Film

Kathleen Chalfant Breaks From Type in Isn’t It Delicious

by

With her crisp diction and no-nonsense demeanor, Kathleen Chalfant is often cast as the voice of reason. She appears onscreen at pivotal moments, sets the protagonist straight, and is gone. The promise of Isn’t It Delicious is that Chalfant plays the lead, and uses the opportunity to deconstruct one of the poised, imposing characters she’s known for. The first glimpse of Chalfant as Connecticut matriarch Joan Weldon finds her meditatively smoking like a patrician femme fatale. Joan then joins her soft-spoken husband, Bill (Keir Dullea), to attend his brother’s funeral, a family gathering that brings simmering conflicts to full boil.

When director Michael Patrick Kelly and screenwriter Kathleen J. Kiley (both making their first feature film) focus on Joan, Isn’t It Delicious has a prickly vitality, particularly when she begins to confront her own mortality. But they wander off into the clichéd lives of her children, whose addictions are posited as coping mechanisms: alcoholic lesbian Caroline (Alice Ripley), coked-up stockbroker Bobby (Nick Stevenson), and gentle Teddy (Jonah Young), the altar boy who became a budding Buddhist. Their competitiveness and tedious need for Joan’s approval make the adult kids more annoying than the monstrous parent.
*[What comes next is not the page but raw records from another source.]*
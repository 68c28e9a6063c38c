//! Normalized key identifiers
//!
//! A `KeyId` is an opaque token for one physical key. Names follow the DOM
//! `KeyboardEvent.key` convention so sequences read the same whether they come
//! from a terminal or a browser host.

use std::borrow::Cow;
use std::fmt;

use crossterm::event::{KeyCode, KeyEvent, KeyEventKind, KeyModifiers};
use serde::{Deserialize, Serialize};

/// Normalized identifier for a single key press
#[derive(Debug, Clone, PartialEq, Eq, Hash, Serialize, Deserialize)]
#[serde(transparent)]
pub struct KeyId(Cow<'static, str>);

impl KeyId {
    pub const ARROW_UP: KeyId = KeyId::from_static("ArrowUp");
    pub const ARROW_DOWN: KeyId = KeyId::from_static("ArrowDown");
    pub const ARROW_LEFT: KeyId = KeyId::from_static("ArrowLeft");
    pub const ARROW_RIGHT: KeyId = KeyId::from_static("ArrowRight");

    /// Build an identifier from a static name without allocating
    pub const fn from_static(name: &'static str) -> Self {
        Self(Cow::Borrowed(name))
    }

    /// Build an identifier from an owned name, taken verbatim
    pub fn new(name: impl Into<String>) -> Self {
        Self(Cow::Owned(name.into()))
    }

    /// Build the identifier for a printable character
    pub fn char(c: char) -> Self {
        Self::new(c.to_string())
    }

    pub fn as_str(&self) -> &str {
        &self.0
    }
}

impl fmt::Display for KeyId {
    fn fmt(&self, f: &mut fmt::Formatter<'_>) -> fmt::Result {
        f.write_str(&self.0)
    }
}

impl From<&'static str> for KeyId {
    fn from(name: &'static str) -> Self {
        Self::from_static(name)
    }
}

/// The classic Konami code: up up down down left right left right b a
pub fn konami_code() -> Vec<KeyId> {
    vec![
        KeyId::ARROW_UP,
        KeyId::ARROW_UP,
        KeyId::ARROW_DOWN,
        KeyId::ARROW_DOWN,
        KeyId::ARROW_LEFT,
        KeyId::ARROW_RIGHT,
        KeyId::ARROW_LEFT,
        KeyId::ARROW_RIGHT,
        KeyId::from_static("b"),
        KeyId::from_static("a"),
    ]
}

/// Normalize a terminal key event into a `KeyId`
///
/// Only presses are reported; repeats and releases yield `None`, as do keys
/// with no stable name.
pub fn normalize(event: &KeyEvent) -> Option<KeyId> {
    if event.kind != KeyEventKind::Press {
        return None;
    }

    let key = match event.code {
        KeyCode::Char(c) => KeyId::char(c),
        KeyCode::Up => KeyId::ARROW_UP,
        KeyCode::Down => KeyId::ARROW_DOWN,
        KeyCode::Left => KeyId::ARROW_LEFT,
        KeyCode::Right => KeyId::ARROW_RIGHT,
        KeyCode::Enter => KeyId::from_static("Enter"),
        KeyCode::Tab => KeyId::from_static("Tab"),
        KeyCode::BackTab => KeyId::from_static("Tab"),
        KeyCode::Backspace => KeyId::from_static("Backspace"),
        KeyCode::Delete => KeyId::from_static("Delete"),
        KeyCode::Esc => KeyId::from_static("Escape"),
        KeyCode::Home => KeyId::from_static("Home"),
        KeyCode::End => KeyId::from_static("End"),
        KeyCode::PageUp => KeyId::from_static("PageUp"),
        KeyCode::PageDown => KeyId::from_static("PageDown"),
        KeyCode::Insert => KeyId::from_static("Insert"),
        KeyCode::F(n) => KeyId::new(format!("F{n}")),
        _ => return None,
    };

    Some(key)
}

/// Check whether a key event is the terminal's interrupt chord
pub fn is_interrupt(event: &KeyEvent) -> bool {
    event.kind == KeyEventKind::Press
        && event.modifiers.contains(KeyModifiers::CONTROL)
        && matches!(event.code, KeyCode::Char('c') | KeyCode::Char('C'))
}

#[cfg(test)]
mod tests {
    use super::*;
    use crossterm::event::KeyEventState;

    fn press(code: KeyCode) -> KeyEvent {
        KeyEvent {
            code,
            modifiers: KeyModifiers::NONE,
            kind: KeyEventKind::Press,
            state: KeyEventState::NONE,
        }
    }

    #[test]
    fn test_static_and_owned_are_equal() {
        assert_eq!(KeyId::from_static("ArrowUp"), KeyId::new("ArrowUp"));
        assert_eq!(KeyId::char('b'), KeyId::from("b"));
    }

    #[test]
    fn test_no_case_folding() {
        assert_ne!(KeyId::char('a'), KeyId::char('A'));
    }

    #[test]
    fn test_normalize_arrows_and_chars() {
        assert_eq!(normalize(&press(KeyCode::Up)), Some(KeyId::ARROW_UP));
        assert_eq!(normalize(&press(KeyCode::Right)), Some(KeyId::ARROW_RIGHT));
        assert_eq!(normalize(&press(KeyCode::Char('b'))), Some(KeyId::char('b')));
        assert_eq!(normalize(&press(KeyCode::F(5))), Some(KeyId::new("F5")));
        assert_eq!(normalize(&press(KeyCode::Null)), None);
    }

    #[test]
    fn test_normalize_ignores_release() {
        let mut event = press(KeyCode::Up);
        event.kind = KeyEventKind::Release;
        assert_eq!(normalize(&event), None);
    }

    #[test]
    fn test_interrupt_chord() {
        let mut event = press(KeyCode::Char('c'));
        assert!(!is_interrupt(&event));
        event.modifiers = KeyModifiers::CONTROL;
        assert!(is_interrupt(&event));
    }

    #[test]
    fn test_konami_code_shape() {
        let code = konami_code();
        assert_eq!(code.len(), 10);
        assert_eq!(code[0], KeyId::ARROW_UP);
        assert_eq!(code[9], KeyId::char('a'));
    }

    #[test]
    fn test_serializes_as_plain_string() {
        let json = serde_json::to_string(&KeyId::ARROW_LEFT).unwrap();
        assert_eq!(json, "\"ArrowLeft\"");
        let key: KeyId = serde_json::from_str("\"b\"").unwrap();
        assert_eq!(key, KeyId::char('b'));
    }
}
There are some enlightening moments when these WASPs cut loose, from Bill’s quiet tirade about wastefulness to a sailboat serving as a vessel of emotional release. But too much of Isn’t It Delicious is either sketchy or hokey, trading an honest exploration of Joan’s destructive self-absorption for a family finding peace through dispassionate compassion.